Da redação | Exames realizados em três pacientes de uma clínica particular de Novo Hamburgo, no Vale do Sinos, comprova que o estabelecimento não aplicou vacinas contra a febre amarela. As seringas haviam sido inseridas na pele do paciente, mas estavam vazias.

“Não foram detectados a presença de anticorpos da classe IgM contra febre amarela no sangue das 3 pessoas vacinadas na referida clínica e que se submeteram à coleta”, diz o laudo do laboratório Fiocruz, do Paraná, entregue nesta quarta-feira à Polícia Civil do Rio Grande do Sul.

A investigação em torno da clínica Vacix indicaram que a proprietária do local, de 37 anos, que tinha sido presa em 14 de fevereiro, utilizava a mesma agulha em vítimas diferentes, incluindo crianças e adolescentes.

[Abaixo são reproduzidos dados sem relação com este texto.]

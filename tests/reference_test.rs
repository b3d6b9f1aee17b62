// ABOUTME: Unit tests for the reference lookup tables
// ABOUTME: Validates age factors, percentile ladders, ability bands, and benchmarks
//
// SPDX-License-Identifier: MIT OR Apache-2.0
// Copyright (c) 2025 racegrade contributors

#![allow(clippy::unwrap_used, clippy::expect_used, clippy::panic)]
#![allow(missing_docs)]

use racegrade::intelligence::reference::{
    ability_level, age_grade_factor, benchmark_set, open_standard_seconds, percentile_for_time,
    MAX_TABULATED_AGE, MIN_TABULATED_AGE,
};
use racegrade::models::{AbilityLevel, Distance, Gender};

const EPS: f64 = 1e-9;

#[test]
fn test_age_factor_tabulated_anchors() {
    assert!((age_grade_factor(55, &Distance::FiveK, Gender::Male) - 0.8502).abs() < EPS);
    assert!((age_grade_factor(55, &Distance::FiveK, Gender::Female) - 0.8438).abs() < EPS);
    assert!((age_grade_factor(40, &Distance::Marathon, Gender::Male) - 0.9804).abs() < EPS);
    assert!((age_grade_factor(35, &Distance::TenK, Gender::Male) - 0.9897).abs() < EPS);
}

#[test]
fn test_age_factor_clamps_to_tabulated_range() {
    let floor = age_grade_factor(MIN_TABULATED_AGE, &Distance::FiveK, Gender::Male);
    let ceiling = age_grade_factor(MAX_TABULATED_AGE, &Distance::FiveK, Gender::Male);

    assert!((age_grade_factor(18, &Distance::FiveK, Gender::Male) - floor).abs() < EPS);
    assert!((age_grade_factor(105, &Distance::FiveK, Gender::Male) - ceiling).abs() < EPS);
    assert!((floor - 1.0).abs() < EPS);
    assert!((ceiling - 0.3313).abs() < EPS);
}

#[test]
fn test_age_factor_unknown_distance_is_neutral() {
    let other = Distance::Other("3000SC".to_owned());
    assert!((age_grade_factor(55, &other, Gender::Male) - 1.0).abs() < EPS);
    assert!((age_grade_factor(90, &other, Gender::Female) - 1.0).abs() < EPS);
}

#[test]
fn test_ten_miles_factor_blends_ten_k_and_half() {
    for age in [30, 45, 55, 70, 100] {
        for gender in [Gender::Male, Gender::Female] {
            let ten_k = age_grade_factor(age, &Distance::TenK, gender);
            let half = age_grade_factor(age, &Distance::HalfMarathon, gender);
            let expected = ten_k.mul_add(0.4, 0.6 * half);

            let blended = age_grade_factor(age, &Distance::TenMiles, gender);
            assert!(
                (blended - expected).abs() < f64::EPSILON,
                "10-mile factor at age {age} should blend 10K and half marathon"
            );
        }
    }
}

#[test]
fn test_age_factors_decrease_with_age() {
    let distances = [
        Distance::FiveK,
        Distance::TenK,
        Distance::TenMiles,
        Distance::HalfMarathon,
        Distance::Marathon,
    ];
    for distance in &distances {
        for gender in [Gender::Male, Gender::Female] {
            let mut previous = age_grade_factor(MIN_TABULATED_AGE, distance, gender);
            for age in (MIN_TABULATED_AGE + 1)..=MAX_TABULATED_AGE {
                let factor = age_grade_factor(age, distance, gender);
                assert!(
                    factor <= previous + EPS,
                    "factor must not increase with age ({distance} {gender} at {age})"
                );
                assert!(factor > 0.0);
                previous = factor;
            }
        }
    }
}

#[test]
fn test_open_standards() {
    assert_eq!(open_standard_seconds(&Distance::FiveK, Gender::Male), 755);
    assert_eq!(open_standard_seconds(&Distance::FiveK, Gender::Female), 846);
    assert_eq!(
        open_standard_seconds(&Distance::Marathon, Gender::Male),
        7235
    );
    assert_eq!(
        open_standard_seconds(&Distance::Marathon, Gender::Female),
        7913
    );
    assert_eq!(
        open_standard_seconds(&Distance::Other("20 Miles".to_owned()), Gender::Male),
        0
    );
}

#[test]
fn test_percentile_rung_boundaries_are_inclusive() {
    // 19:00 lands exactly on the top 5K rung
    assert!((percentile_for_time(1140, &Distance::FiveK) - 95.0).abs() < EPS);
    assert!((percentile_for_time(1141, &Distance::FiveK) - 90.0).abs() < EPS);
    assert!((percentile_for_time(900, &Distance::FiveK) - 99.9).abs() < EPS);
}

#[test]
fn test_percentile_beyond_ladder_returns_floor() {
    // Slower than the last rung keeps the ladder floor, it never drops further
    assert!((percentile_for_time(3600, &Distance::FiveK) - 3.0).abs() < EPS);
    assert!((percentile_for_time(3601, &Distance::FiveK) - 3.0).abs() < EPS);
    assert!((percentile_for_time(u32::MAX, &Distance::FiveK) - 3.0).abs() < EPS);
}

#[test]
fn test_percentile_unknown_distance_uses_five_k_ladder() {
    let other = Distance::Other("3000SC".to_owned());
    assert!(
        (percentile_for_time(1200, &other) - percentile_for_time(1200, &Distance::FiveK)).abs()
            < EPS
    );
}

#[test]
fn test_ability_band_boundaries_are_inclusive() {
    // Male 5K at age 30: elite up to 14:00, advanced up to 17:00
    assert_eq!(
        ability_level(840, &Distance::FiveK, 30, Gender::Male),
        AbilityLevel::Elite
    );
    assert_eq!(
        ability_level(841, &Distance::FiveK, 30, Gender::Male),
        AbilityLevel::Advanced
    );
    assert_eq!(
        ability_level(1020, &Distance::FiveK, 30, Gender::Male),
        AbilityLevel::Advanced
    );
    assert_eq!(
        ability_level(1200, &Distance::FiveK, 30, Gender::Male),
        AbilityLevel::Intermediate
    );
    assert_eq!(
        ability_level(1440, &Distance::FiveK, 30, Gender::Male),
        AbilityLevel::Novice
    );
    assert_eq!(
        ability_level(1441, &Distance::FiveK, 30, Gender::Male),
        AbilityLevel::Beginner
    );
    assert_eq!(
        ability_level(9999, &Distance::FiveK, 30, Gender::Male),
        AbilityLevel::Beginner
    );
}

#[test]
fn test_ability_age_ties_resolve_to_lower_bracket() {
    // Age 45 sits exactly between the 40 and 50 brackets; 15:00 is over the
    // 40-bracket elite bound (14:55) but inside the 50-bracket one (16:10),
    // so the lower bracket must win the tie
    assert_eq!(
        ability_level(900, &Distance::FiveK, 45, Gender::Male),
        AbilityLevel::Advanced
    );
    assert_eq!(
        ability_level(900, &Distance::FiveK, 50, Gender::Male),
        AbilityLevel::Elite
    );
}

#[test]
fn test_ability_ages_outside_brackets_use_nearest() {
    // Brackets stop at 60; everyone older is judged at 60
    assert_eq!(
        ability_level(1075, &Distance::FiveK, 82, Gender::Male),
        ability_level(1075, &Distance::FiveK, 60, Gender::Male),
    );
    // And everyone younger than 20 is judged at 20
    assert_eq!(
        ability_level(850, &Distance::FiveK, 16, Gender::Male),
        ability_level(850, &Distance::FiveK, 20, Gender::Male),
    );
}

#[test]
fn test_ability_unknown_distance_is_intermediate() {
    let other = Distance::Other("3000SC".to_owned());
    assert_eq!(
        ability_level(1, &other, 30, Gender::Male),
        AbilityLevel::Intermediate
    );
    assert_eq!(
        ability_level(99_999, &other, 30, Gender::Female),
        AbilityLevel::Intermediate
    );
}

#[test]
fn test_benchmark_sets() {
    let five_k = benchmark_set(&Distance::FiveK).unwrap();
    assert_eq!(five_k.global, 2069);
    assert_eq!(five_k.uk, 1931);
    assert_eq!(five_k.global_male, 1988);
    assert_eq!(five_k.global_female, 2150);

    assert!(benchmark_set(&Distance::Marathon).is_some());
    assert!(benchmark_set(&Distance::Other("3000SC".to_owned())).is_none());
}
// ABOUTME: Race distance and gender enumerations with source-label normalization
// ABOUTME: Distance covers the tabulated events plus Other for anything unrecognized
//
// SPDX-License-Identifier: MIT OR Apache-2.0
// Copyright (c) 2025 racegrade contributors

use serde::{Deserialize, Serialize};
use std::fmt;

/// Athlete gender as carried by results sites
///
/// The analysis tables are published per gender. Anything that is not
/// recognizably `female` is treated as `male`, a deliberate degrade-gracefully
/// policy for partially known profiles, relied on by every lookup.
#[derive(Debug, Clone, Copy, Default, Serialize, Deserialize, PartialEq, Eq, Hash)]
#[serde(rename_all = "snake_case")]
pub enum Gender {
    /// Male (also the fallback for unknown labels)
    #[default]
    Male,
    /// Female
    Female,
}

impl Gender {
    /// Parse a source label case-insensitively; unknown labels default to male
    #[must_use]
    pub fn from_label(label: &str) -> Self {
        if label.trim().eq_ignore_ascii_case("female") {
            Self::Female
        } else {
            Self::Male
        }
    }

    /// Lowercase name as used in serialized output
    #[must_use]
    pub const fn as_str(self) -> &'static str {
        match self {
            Self::Male => "male",
            Self::Female => "female",
        }
    }
}

impl fmt::Display for Gender {
    fn fmt(&self, f: &mut fmt::Formatter<'_>) -> fmt::Result {
        f.write_str(self.as_str())
    }
}

/// Race distance for a timed result
///
/// The five standard road distances carry reference data (age factors,
/// percentile ladders, ability bands, benchmark averages). The `Other`
/// variant keeps unrecognized events flowing through the pipeline; lookups
/// degrade to defined fallbacks instead of failing.
///
/// # Examples
///
/// ```rust
/// use racegrade_core::models::Distance;
///
/// assert_eq!(Distance::from_label("5000"), Distance::FiveK);
/// assert_eq!(Distance::from_label("Mar"), Distance::Marathon);
/// assert_eq!(Distance::from_label("3000SC"), Distance::Other("3000SC".into()));
/// ```
#[derive(Debug, Clone, Serialize, Deserialize, PartialEq, Eq, Hash)]
#[serde(rename_all = "snake_case")]
pub enum Distance {
    /// 5 kilometres
    FiveK,
    /// 10 kilometres
    TenK,
    /// 10 miles
    TenMiles,
    /// Half marathon (21.097 km)
    HalfMarathon,
    /// Marathon (42.195 km)
    Marathon,
    /// Any event without reference data (steeplechase, 20 miles, ...)
    Other(String),
}

impl Distance {
    /// Normalize a source label into a distance
    ///
    /// Accepts the UK results-site vocabulary (`"5000"`, `"Mar"`, `"HM"`,
    /// `"10M"`) as well as this crate's own display names. Unrecognized labels
    /// become [`Distance::Other`] with the label preserved (the `"20M"` alias
    /// is normalized to its display form first).
    #[must_use]
    pub fn from_label(label: &str) -> Self {
        match label.trim() {
            "5K" | "5000" => Self::FiveK,
            "10K" | "10000" => Self::TenK,
            "10M" | "10 Miles" => Self::TenMiles,
            "HM" | "Half Marathon" => Self::HalfMarathon,
            "Mar" | "Marathon" => Self::Marathon,
            "20M" => Self::Other("20 Miles".into()),
            other => Self::Other(other.into()),
        }
    }

    /// Human-readable name ("5K", "10 Miles", "Half Marathon", ...)
    #[must_use]
    pub fn display_name(&self) -> &str {
        match self {
            Self::FiveK => "5K",
            Self::TenK => "10K",
            Self::TenMiles => "10 Miles",
            Self::HalfMarathon => "Half Marathon",
            Self::Marathon => "Marathon",
            Self::Other(label) => label,
        }
    }

    /// Official distance in metres, where the event has one
    #[must_use]
    pub const fn meters(&self) -> Option<u32> {
        match self {
            Self::FiveK => Some(5000),
            Self::TenK => Some(10_000),
            Self::TenMiles => Some(16_093),
            Self::HalfMarathon => Some(21_097),
            Self::Marathon => Some(42_195),
            Self::Other(_) => None,
        }
    }

    /// Whether reference tables carry data for this distance
    #[must_use]
    pub const fn is_tabulated(&self) -> bool {
        !matches!(self, Self::Other(_))
    }

    /// Sort key for deterministic shortest-to-longest iteration
    ///
    /// Tabulated distances order by length; unrecognized events sort last
    /// and keep their source order under a stable sort.
    #[must_use]
    pub const fn sort_key(&self) -> u32 {
        match self.meters() {
            Some(m) => m,
            None => u32::MAX,
        }
    }
}

impl fmt::Display for Distance {
    fn fmt(&self, f: &mut fmt::Formatter<'_>) -> fmt::Result {
        f.write_str(self.display_name())
    }
}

A Polícia Civil apurou também a intenção da clínica de ganhar vantagem econômica, vendendo vacinas que não possuía no estoque, enganando clientges no momento da aplicação do produto.

Durante a execução dos mandados de prisão preventiva e de busca e apreensão, em 14 de fevereiro, policiais e agentes da Vigilância Sanitária de Novo Hamburgo localizaram e apreenderam no interior do freezer da clínica algumas vacinas abertas, com o lacre violado, dentro das embalagens. Todas estavam vazias.